The device with more abundant and solid clinical data available is by far AbsorbTM by Abbott Vascular. The current version is made of a PLLA platform, with 156-µm struts, coated with poly-DL-lactic acid (PDLLA) and eluting everolimus. Platinum markers facilitate scaffold identification once implanted. Radial support is provided for the first 6 months, and reabsorption is completed between 24 and 48 months (Figure 2 and 3), although the now discontinued first version of the device (used in the ABSORB A trial [29]) featured a faster reabsorption kinetics (18-24 months). It is available in 2.5, 3.0 and 3.5 mm diameters, and in 8, 12, 18, 23 and 28 mm lengths. AbsorbTM has obtained CE mark. Clinical data on AbsorbTM will be reviewed in the next section.
Figure 2. Reabsorption process of a polymeric bioresorbable scaffold.
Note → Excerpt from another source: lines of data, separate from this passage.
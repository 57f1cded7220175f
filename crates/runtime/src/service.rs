//! Traced battle execution and concurrent batches.

use clash_core::{ArenaKind, BattleConfig, BattleEngine, BattleResult, Combatant, LogCategory};
use tracing::{debug, info};

use crate::error::{Result, RuntimeError};
use crate::outcome::SideOutcome;
use crate::replay::ReplaySnapshot;

/// One battle to fight.
#[derive(Clone, Debug)]
pub struct BattleRequest {
    pub a: Combatant,
    pub b: Combatant,
    pub arena: String,
    /// `None` lets the engine pick a seed.
    pub seed: Option<u64>,
}

impl BattleRequest {
    pub fn new(a: Combatant, b: Combatant, arena: impl Into<String>) -> Self {
        Self {
            a,
            b,
            arena: arena.into(),
            seed: None,
        }
    }

    pub fn with_seed(mut self, seed: u64) -> Self {
        self.seed = Some(seed);
        self
    }
}

/// Everything a result consumer persists and applies after one battle.
#[derive(Clone, Debug)]
pub struct BattleReport {
    pub result: BattleResult,
    pub sides: [SideOutcome; 2],
    pub replay: ReplaySnapshot,
}

/// Runs battles under a fixed rule set and reports them through `tracing`.
#[derive(Clone, Debug, Default)]
pub struct BattleService {
    engine: BattleEngine,
}

impl BattleService {
    pub fn new(config: BattleConfig) -> Self {
        Self {
            engine: BattleEngine::new(config),
        }
    }

    pub fn config(&self) -> &BattleConfig {
        self.engine.config()
    }

    /// Fights one battle on the calling thread.
    pub fn run(&self, request: BattleRequest) -> Result<BattleReport> {
        let BattleRequest { a, b, arena, seed } = request;
        let initial = [a.clone(), b.clone()];
        let arena_kind = ArenaKind::from_id(&arena);

        let result = self.engine.run(a, b, &arena, seed)?;

        for entry in &result.log {
            if entry.category != LogCategory::Intro {
                debug!(category = %entry.category, "{}", entry.text);
            }
        }
        info!(
            seed = result.seed,
            arena = %arena_kind,
            winner = result.winner_name(),
            rounds = result.rounds,
            reason = %result.end_reason,
            points_a = result.points[0],
            points_b = result.points[1],
            "battle finished"
        );

        let replay = ReplaySnapshot::capture(initial, arena_kind.as_ref(), self.config(), &result);
        let sides = SideOutcome::both(&result);
        Ok(BattleReport {
            result,
            sides,
            replay,
        })
    }

    /// Fights independent battles on the blocking pool.
    ///
    /// Reports come back in request order. The first failing battle fails the
    /// whole batch.
    pub async fn run_batch(&self, requests: Vec<BattleRequest>) -> Result<Vec<BattleReport>> {
        info!(battles = requests.len(), "starting battle batch");

        let handles: Vec<_> = requests
            .into_iter()
            .map(|request| {
                let service = self.clone();
                tokio::task::spawn_blocking(move || service.run(request))
            })
            .collect();

        let mut reports = Vec::with_capacity(handles.len());
        for handle in handles {
            let report = handle.await.map_err(RuntimeError::WorkerJoin)??;
            reports.push(report);
        }
        Ok(reports)
    }
}
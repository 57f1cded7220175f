//! `clash` command line entry point.
//!
//! Loads bots from a data directory, fights battles through the runtime and
//! prints colored logs, or re-verifies saved replays.
mod commands;
mod render;

use anyhow::Result;
use clap::{Parser, Subcommand};
use tracing_subscriber::EnvFilter;
use tracing_subscriber::layer::SubscriberExt;
use tracing_subscriber::util::SubscriberInitExt;

#[derive(Parser)]
#[command(name = "clash")]
#[command(about = "Deterministic bot battles", long_about = None)]
#[command(version)]
struct Cli {
    #[command(subcommand)]
    command: Command,
}

#[derive(Subcommand)]
enum Command {
    /// Fight one battle between two roster bots
    Simulate(commands::Simulate),

    /// Fight every pairing in the roster concurrently
    Tournament(commands::Tournament),

    /// Re-run a saved replay and check it against its recorded log
    Replay(commands::Replay),

    /// List arenas and their modifiers
    Arenas(commands::Arenas),
}

#[tokio::main]
async fn main() -> Result<()> {
    // Load .env file if it exists (silently ignore if not found)
    let _ = dotenvy::dotenv();

    setup_logging();

    let cli = Cli::parse();

    match cli.command {
        Command::Simulate(cmd) => cmd.execute(),
        Command::Tournament(cmd) => cmd.execute().await,
        Command::Replay(cmd) => cmd.execute(),
        Command::Arenas(cmd) => cmd.execute(),
    }
}

/// Logs go to stderr so stdout stays clean for battle output and `--json`.
fn setup_logging() {
    let env_filter = EnvFilter::try_from_default_env().unwrap_or_else(|_| EnvFilter::new("info"));

    let stderr_layer = tracing_subscriber::fmt::layer()
        .with_writer(std::io::stderr)
        .with_target(false);

    tracing_subscriber::registry()
        .with(env_filter)
        .with(stderr_layer)
        .init();
}
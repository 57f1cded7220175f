//! Content loaders for reading bot and rule data from files.
//!
//! Rosters and weapon catalogs are RON, battle rules are TOML.

pub mod config;
pub mod factory;
pub mod roster;
pub mod weapons;

pub use config::ConfigLoader;
pub use factory::ContentFactory;
pub use roster::{RosterFile, RosterLoader};
pub use weapons::{WeaponFile, WeaponLoader};

use std::path::Path;

/// Common result type for loaders.
pub type LoadResult<T> = anyhow::Result<T>;

/// Helper function to read file contents.
pub(crate) fn read_file(path: &Path) -> LoadResult<String> {
    std::fs::read_to_string(path)
        .map_err(|e| anyhow::anyhow!("Failed to read file {}: {}", path.display(), e))
}
use clash_content::{BotDefinition, LoadoutResolver};
use clash_runtime::{BattleRequest, BattleService, ReplaySnapshot, RuntimeError};
use clash_core::{BattleConfig, Combatant, Side};

fn definition(name: &str, algorithm: &str, weapon: &str, speed: u32) -> BotDefinition {
    BotDefinition {
        name: name.into(),
        hp: 160,
        energy: 120,
        atk: 36,
        defense: 24,
        speed,
        logic: 14,
        luck: 16,
        algorithm: algorithm.into(),
        weapon: Some(weapon.into()),
        upgrades: vec!["Regen Core".into(), "Critical Subroutine".into()],
        special: Some("system_restore".into()),
    }
}

fn roster() -> Vec<Combatant> {
    let resolver = LoadoutResolver::default();
    let defs = [
        definition("Vexa", "VEX-01", "Pulse Blade", 18),
        definition("Bastion", "BASL-09", "Firewall Cannon", 14),
        definition("Flux", "CHAOS-RND", "Flux Rifle", 22),
        definition("Sage", "ADAPT-X", "Null Gauntlets", 16),
    ];
    resolver.resolve_all(&defs).unwrap()
}

fn requests() -> Vec<BattleRequest> {
    let bots = roster();
    let arenas = ["neutral", "scrapyard", "data_stream", "firewall", "overclock_core"];
    let mut requests = Vec::new();
    for (i, a) in bots.iter().enumerate() {
        for (j, b) in bots.iter().enumerate().skip(i + 1) {
            let arena = arenas[(i + j) % arenas.len()];
            requests.push(
                BattleRequest::new(a.clone(), b.clone(), arena).with_seed((i * 10 + j) as u64),
            );
        }
    }
    requests
}

#[tokio::test]
async fn batch_matches_sequential_runs_in_order() {
    let service = BattleService::new(BattleConfig::default());

    let batch = service.run_batch(requests()).await.unwrap();
    let sequential: Vec<_> = requests()
        .into_iter()
        .map(|request| service.run(request).unwrap())
        .collect();

    assert_eq!(batch.len(), 6);
    for (concurrent, serial) in batch.iter().zip(&sequential) {
        assert_eq!(concurrent.result, serial.result);
        assert_eq!(concurrent.replay, serial.replay);
    }
}

#[tokio::test]
async fn every_batch_report_verifies_from_json() {
    let service = BattleService::default();
    for report in service.run_batch(requests()).await.unwrap() {
        let json = report.replay.to_json().unwrap();
        let restored = ReplaySnapshot::from_json(&json).unwrap();
        let replayed = restored.verify().unwrap();
        assert_eq!(replayed, report.result);

        for side in Side::BOTH {
            let summary = &report.sides[side.index()];
            assert_eq!(summary.points, report.result.points_for(side));
            assert_eq!(summary.outcome, report.result.outcome_for(side));
        }
    }
}

#[tokio::test]
async fn one_invalid_request_fails_the_batch() {
    let mut requests = requests();
    requests[2].b.energy = 0;

    let err = BattleService::default()
        .run_batch(requests)
        .await
        .unwrap_err();
    assert!(matches!(err, RuntimeError::Battle(_)));
}

#[tokio::test]
async fn empty_batch_is_fine() {
    let reports = BattleService::default().run_batch(Vec::new()).await.unwrap();
    assert!(reports.is_empty());
}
The encircled cartoons describe the progressive change in amorphous tie chains of poly-L-lactic acid (PLLA) and the progressive fragmentation of the crystal lamella. Reproduced with permission from [21].
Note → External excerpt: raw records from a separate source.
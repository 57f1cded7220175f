//! Battle-time representation of one bot.
//!
//! A [`Combatant`] is constructed fresh from the provider's resolved stat
//! snapshot, mutated in place for the duration of one battle, and read back
//! afterwards for its performance counters.

use super::identity::{Algorithm, SpecialEffect, WeaponType};
use super::upgrades::Upgrades;

/// One fighter for the duration of a single battle.
///
/// Invariants maintained by the engine:
/// - `hp <= max_hp` and `energy <= max_energy`
/// - `ability_used` flips to `true` at most once
#[derive(Clone, Debug, PartialEq, Eq)]
#[cfg_attr(feature = "serde", derive(serde::Serialize, serde::Deserialize))]
pub struct Combatant {
    pub name: String,

    pub hp: u32,
    pub max_hp: u32,
    pub energy: u32,
    pub max_energy: u32,

    /// Attack power.
    pub proc: u32,
    pub defense: u32,
    /// Speed / reflex: turn order and dodge eligibility.
    pub clk: u32,
    /// Base crit chance in percentage points, also scales dodge chance.
    pub luck: u32,
    /// Suppresses the opponent's crits and dodges.
    pub logic: u32,

    pub weapon_atk: u32,
    pub weapon_type: Option<WeaponType>,

    pub algorithm: Option<Algorithm>,
    pub upgrades: Upgrades,
    pub special: Option<SpecialEffect>,

    // ===== per-battle counters =====
    pub damage_dealt: u32,
    pub critical_hits: u32,
    pub dodges: u32,
    pub rounds_alive: u32,
    /// Bonus attacks queued for the current turn.
    pub extra_attacks: u32,
    pub ability_used: bool,
    /// Set once the adaptive algorithm's logic boost has been granted.
    pub adaptive_boosted: bool,
    /// Set once Backup OS has absorbed a lethal hit.
    #[cfg_attr(feature = "serde", serde(default))]
    pub backup_used: bool,
}

impl Combatant {
    /// A combatant can act while it has both HP and energy left.
    pub fn is_alive(&self) -> bool {
        self.hp > 0 && self.energy > 0
    }

    /// Whether HP is below `percent` of max HP.
    pub fn hp_below_percent(&self, percent: u32) -> bool {
        (self.hp as u64) * 100 < (self.max_hp as u64) * percent as u64
    }

    /// Restores HP, clamped to `max_hp`. Returns the amount actually healed.
    pub fn heal(&mut self, amount: u32) -> u32 {
        let before = self.hp;
        self.hp = self.hp.saturating_add(amount).min(self.max_hp);
        self.hp.saturating_sub(before)
    }

    /// Adds energy, clamped to `max_energy`. Returns the amount actually gained.
    pub fn gain_energy(&mut self, amount: u32) -> u32 {
        let before = self.energy;
        self.energy = self.energy.saturating_add(amount).min(self.max_energy);
        self.energy.saturating_sub(before)
    }

    /// Removes energy, clamped at zero. Returns the amount actually spent.
    pub fn spend_energy(&mut self, amount: u32) -> u32 {
        let before = self.energy;
        self.energy = self.energy.saturating_sub(amount);
        before - self.energy
    }

    /// Applies incoming damage, clamped at zero. Returns the HP left.
    pub fn take_damage(&mut self, amount: u32) -> u32 {
        self.hp = self.hp.saturating_sub(amount);
        self.hp
    }

    /// Clears every per-battle counter, keeping stats and identifiers.
    pub fn reset_counters(&mut self) {
        self.damage_dealt = 0;
        self.critical_hits = 0;
        self.dodges = 0;
        self.rounds_alive = 0;
        self.extra_attacks = 0;
        self.ability_used = false;
        self.adaptive_boosted = false;
        self.backup_used = false;
    }
}

/// Builder for constructing combatants with a fluent API.
///
/// HP and energy start at their maximums unless overridden with
/// [`CombatantBuilder::current_hp`] / [`CombatantBuilder::current_energy`].
pub struct CombatantBuilder {
    combatant: Combatant,
}

impl CombatantBuilder {
    /// Start building a combatant with the given maximum HP and energy.
    pub fn new(name: impl Into<String>, max_hp: u32, max_energy: u32) -> Self {
        Self {
            combatant: Combatant {
                name: name.into(),
                hp: max_hp,
                max_hp,
                energy: max_energy,
                max_energy,
                proc: 0,
                defense: 0,
                clk: 0,
                luck: 0,
                logic: 0,
                weapon_atk: 0,
                weapon_type: None,
                algorithm: None,
                upgrades: Upgrades::empty(),
                special: None,
                damage_dealt: 0,
                critical_hits: 0,
                dodges: 0,
                rounds_alive: 0,
                extra_attacks: 0,
                ability_used: false,
                adaptive_boosted: false,
                backup_used: false,
            },
        }
    }

    pub fn proc(mut self, proc: u32) -> Self {
        self.combatant.proc = proc;
        self
    }

    pub fn defense(mut self, defense: u32) -> Self {
        self.combatant.defense = defense;
        self
    }

    pub fn clk(mut self, clk: u32) -> Self {
        self.combatant.clk = clk;
        self
    }

    pub fn luck(mut self, luck: u32) -> Self {
        self.combatant.luck = luck;
        self
    }

    pub fn logic(mut self, logic: u32) -> Self {
        self.combatant.logic = logic;
        self
    }

    /// Equip a weapon: flat attack bonus plus its style.
    pub fn weapon(mut self, weapon_atk: u32, weapon_type: WeaponType) -> Self {
        self.combatant.weapon_atk = weapon_atk;
        self.combatant.weapon_type = Some(weapon_type);
        self
    }

    pub fn algorithm(mut self, algorithm: Algorithm) -> Self {
        self.combatant.algorithm = Some(algorithm);
        self
    }

    /// Set the algorithm from its id. Unknown ids leave the combatant without
    /// in-battle algorithm behavior.
    pub fn algorithm_id(mut self, id: &str) -> Self {
        self.combatant.algorithm = Algorithm::from_id(id);
        self
    }

    pub fn upgrades(mut self, upgrades: Upgrades) -> Self {
        self.combatant.upgrades = upgrades;
        self
    }

    pub fn special(mut self, special: SpecialEffect) -> Self {
        self.combatant.special = Some(special);
        self
    }

    /// Set the special from its id. Unknown ids leave the combatant without a
    /// special.
    pub fn special_id(mut self, id: &str) -> Self {
        self.combatant.special = SpecialEffect::from_id(id);
        self
    }

    pub fn current_hp(mut self, hp: u32) -> Self {
        self.combatant.hp = hp;
        self
    }

    pub fn current_energy(mut self, energy: u32) -> Self {
        self.combatant.energy = energy;
        self
    }

    /// Build the combatant, clamping current resources to their maximums.
    pub fn build(self) -> Combatant {
        let mut combatant = self.combatant;
        combatant.hp = combatant.hp.min(combatant.max_hp);
        combatant.energy = combatant.energy.min(combatant.max_energy);
        combatant
    }
}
Figure 3. Optical coherence tomography (OCT) and histology at 28 days and 2, 3, and 4 years after BRS implantation. At 28 days, OCT shows preserved “box” appearance (A), corresponding to the voids not stained by Alcian Blue (B and C). At 2 years, OCT still shows struts as preserved box (D), but the persistent voids (E) are now replaced by proteoglycan, which stained positively with Alcian Blue (F). At 3 years, only 2 struts at 6 o’clock remained detectable (G). Otherwise, connective tissue cells are now infiltrated in the strut footprints (H, hematoxylin and eosin staining; I, Alcian Blue). At 4 years, struts are no longer discernible by OCT (J); the strut footprints are hardly detectable in Movat staining (K) and Alcian Blue (L) and are characterized by paucity of connective tissue cells and a small amount of calcification. Reproduced with permission from [21].
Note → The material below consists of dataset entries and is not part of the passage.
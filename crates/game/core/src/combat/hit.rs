//! Whiff, dodge and crit chances.
//!
//! All chances are probabilities in `[0, 1]`. LOGIC works against the
//! opponent: the defender's LOGIC suppresses incoming crits, the attacker's
//! LOGIC suppresses the defender's dodges.

use crate::env::Arena;
use crate::state::Combatant;

/// Upper bound on dodge probability before the LOGIC discount.
pub const DODGE_CAP: f64 = 0.35;

/// Percentage points of crit/dodge chance removed per point of opposing LOGIC.
pub const LOGIC_SUPPRESSION: f64 = 0.5;

/// Probability that the attacker's swing misses outright in this arena.
pub fn whiff_chance(attacker: &Combatant, arena: &Arena) -> f64 {
    arena.whiff_chance(attacker.weapon_type)
}

/// Probability that the defender dodges the attack.
///
/// # Formula
///
/// ```text
/// only if defender.clk > attacker.clk:
///     base  = min((defender.clk - attacker.clk) × defender.luck / 100, 0.35)
///     dodge = max(base - attacker.logic × 0.5 / 100, 0)
/// ```
pub fn dodge_chance(attacker: &Combatant, defender: &Combatant) -> f64 {
    if defender.clk <= attacker.clk {
        return 0.0;
    }

    let gap = (defender.clk - attacker.clk) as f64;
    let base = (gap * defender.luck as f64 / 100.0).min(DODGE_CAP);
    let suppression = attacker.logic as f64 * LOGIC_SUPPRESSION / 100.0;

    (base - suppression).max(0.0)
}

/// Probability that the attack is a critical hit.
///
/// # Formula
///
/// ```text
/// crit% = max(attacker.luck + upgrade bonus - defender.logic × 0.5, 0)
/// ```
pub fn crit_chance(attacker: &Combatant, defender: &Combatant) -> f64 {
    let percent = attacker.luck as f64 + attacker.upgrades.crit_bonus()
        - defender.logic as f64 * LOGIC_SUPPRESSION;

    (percent.max(0.0) / 100.0).min(1.0)
}

#[cfg(test)]
mod tests {
    use super::*;
    use crate::env::ArenaKind;
    use crate::state::{CombatantBuilder, Upgrades, WeaponType};

    fn bot(clk: u32, luck: u32, logic: u32) -> Combatant {
        CombatantBuilder::new("Bot", 100, 100)
            .clk(clk)
            .luck(luck)
            .logic(logic)
            .build()
    }

    #[test]
    fn no_dodge_unless_defender_is_faster() {
        assert_eq!(dodge_chance(&bot(10, 50, 0), &bot(10, 50, 0)), 0.0);
        assert_eq!(dodge_chance(&bot(12, 50, 0), &bot(10, 50, 0)), 0.0);
    }

    #[test]
    fn dodge_scales_with_gap_and_luck() {
        // gap 2 × luck 10 / 100 = 0.2
        let chance = dodge_chance(&bot(8, 0, 0), &bot(10, 10, 0));
        assert!((chance - 0.2).abs() < 1e-9);
    }

    #[test]
    fn dodge_is_capped() {
        let chance = dodge_chance(&bot(1, 0, 0), &bot(100, 100, 0));
        assert_eq!(chance, DODGE_CAP);
    }

    #[test]
    fn attacker_logic_reduces_dodge() {
        let low = dodge_chance(&bot(1, 0, 0), &bot(100, 100, 0));
        let high = dodge_chance(&bot(1, 0, 20), &bot(100, 100, 0));
        assert!(high < low);
        // 0.35 - 20 × 0.005 = 0.25
        assert!((high - 0.25).abs() < 1e-9);
        assert_eq!(dodge_chance(&bot(1, 0, 200), &bot(100, 100, 0)), 0.0);
    }

    #[test]
    fn defender_logic_reduces_crit() {
        let attacker = bot(10, 20, 0);
        assert!((crit_chance(&attacker, &bot(10, 0, 0)) - 0.20).abs() < 1e-9);
        assert!((crit_chance(&attacker, &bot(10, 0, 10)) - 0.15).abs() < 1e-9);
        assert_eq!(crit_chance(&attacker, &bot(10, 0, 80)), 0.0);
    }

    #[test]
    fn crit_subroutine_adds_flat_bonus() {
        let mut attacker = bot(10, 10, 0);
        attacker.upgrades = Upgrades::CRIT_SUBROUTINE;
        assert!((crit_chance(&attacker, &bot(10, 0, 0)) - 0.15).abs() < 1e-9);
    }

    #[test]
    fn whiff_follows_weapon_style() {
        let arena = ArenaKind::DataStream.arena();
        let mut attacker = bot(10, 0, 0);
        assert_eq!(whiff_chance(&attacker, &arena), 0.0);
        attacker.weapon_type = Some(WeaponType::Melee);
        assert_eq!(whiff_chance(&attacker, &arena), 0.15);
    }
}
This device is made of an uncoated PLLA platform and elutes novolimus. Strut thickness is 150 µm. Metallic markers facilitate scaffold identification. It undergoes a faster degradation process than Absorb, since reabsorption is completed between 12 and 24 months. It is available in 2.5, 3.0, 3.25 and 3.5 mm diameters, and in 14, 18 and 28 mm lengths. Both the first-in-man experience (n = 16) and the larger DESolve NX trial (n = 126) showed effective suppression of neointimal hyperplasia at 6 months, no significant change in vessel volume and a LLL of 0.20 ± 0.32 mm at 6 months. Intravascular ultrasound data at 6 months demonstrated a significant (p < 0.001) increase in vessel area (17%), mean scaffold area (16%), and mean lumen area (9%). Moreover, only 1.2% of struts were left uncovered at 6 months (as opposed to 3.2% for AbsorbTM). Clinical outcomes were also promising, with an incidence of MACE of 3.3% at 6 months and 7.4% at 24 months, including a TLR rate of 1.6% and 4.1%, respectively, with no cases of definite ST [30,31]. DESolveTM has obtained CE mark.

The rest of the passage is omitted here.